The raccoon looked at the knife. "That? Oh I found it in a log somewhere. Why? Did it belong to somebody? Oh I'm always getting into trouble because I take things that belong to people."
"Well you've stirred up a fine wasp's nest this time," Daine told him. "There's quite an argument going on about who took that thing. You better come fix it."
"What kind of argument?"
"The kind with violence and outrage. It's messing things up in the mortal realms too. Now come on." She picked him up, the knife in his mouth, and carried him to her father.
"There you are, coon," Weiryn said when he saw them.
"Here's your thief," Daine said, plunking the animal down on a tree stump. "He didn't know it belonged to anyone. Raccoons take things that look pretty, and the hilt on that dagger fair sparkles in the sun. It was all quite a misunderstanding, and I demand you fix this right now, Da!"
Looking determined, Weiryn strode to the center of the fighting and spoke a word in Old Thak. There was a huge boom of thunder and a bolt of lighting came down to strike the ground in front of the god of the hunt. When it had dies down, the place was strangely silent.
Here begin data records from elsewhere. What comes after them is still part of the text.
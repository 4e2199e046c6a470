//! # Partition Validation
//!
//! A partition maps each module (community) key to its member nodes.
//! Modularity and related statistics are undefined for a partition with an
//! empty module, so one is reported as invalid data rather than skipped.

use std::collections::BTreeMap;

use brainx_core::{BrainxError, Result};

/// Module key → member nodes.
pub type Partition = BTreeMap<usize, Vec<usize>>;

/// Fail if any module of `partition` has no members.
///
/// # Errors
///
/// [`BrainxError::InvalidPartition`] naming the lowest-keyed empty module.
pub fn assert_no_empty_modules(partition: &Partition) -> Result<()> {
    match partition.iter().find(|(_, members)| members.is_empty()) {
        Some((module, _)) => Err(BrainxError::InvalidPartition {
            module: module.to_string(),
        }),
        None => Ok(()),
    }
}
Without a word, Weiryn threw the dagger down so it was sanding up in the ground. Everyone gathered around to see it as if they never had before.
"What happened?" someone asked.
"Where did it come from?" asked another.
"You found it?"
"It was never lost," Weiryn said. As if that explained everything, he picked up the dagger, sheathed it, and began walking home again.
"Kit, your father makes no sense," the badger told Daine.
"I know," Daine said with a smile. "But I wouldn't have it any other way. Can I go home now, Ma?"
Sarra smiled and snapped her fingers again. How come I could never do that? Daine wondered as she felt herself drawn back to her apartment in Corus.
She'd barely been home half a second, when Numair came bursting through the door and swept her into his arms. "Don't ever do that again. Ever," he said into her hair.
"Nice to see you too," Daine muttered, her voice muffled by his shirt.
"I don't think I'll be able to handle being a father," Numair said, loosening his grip.
"You can do it," Daine said. "Think of it as an adventure."
"What was this?" Numair asked, gesturing outside.
She considered a moment before saying, "That was just life."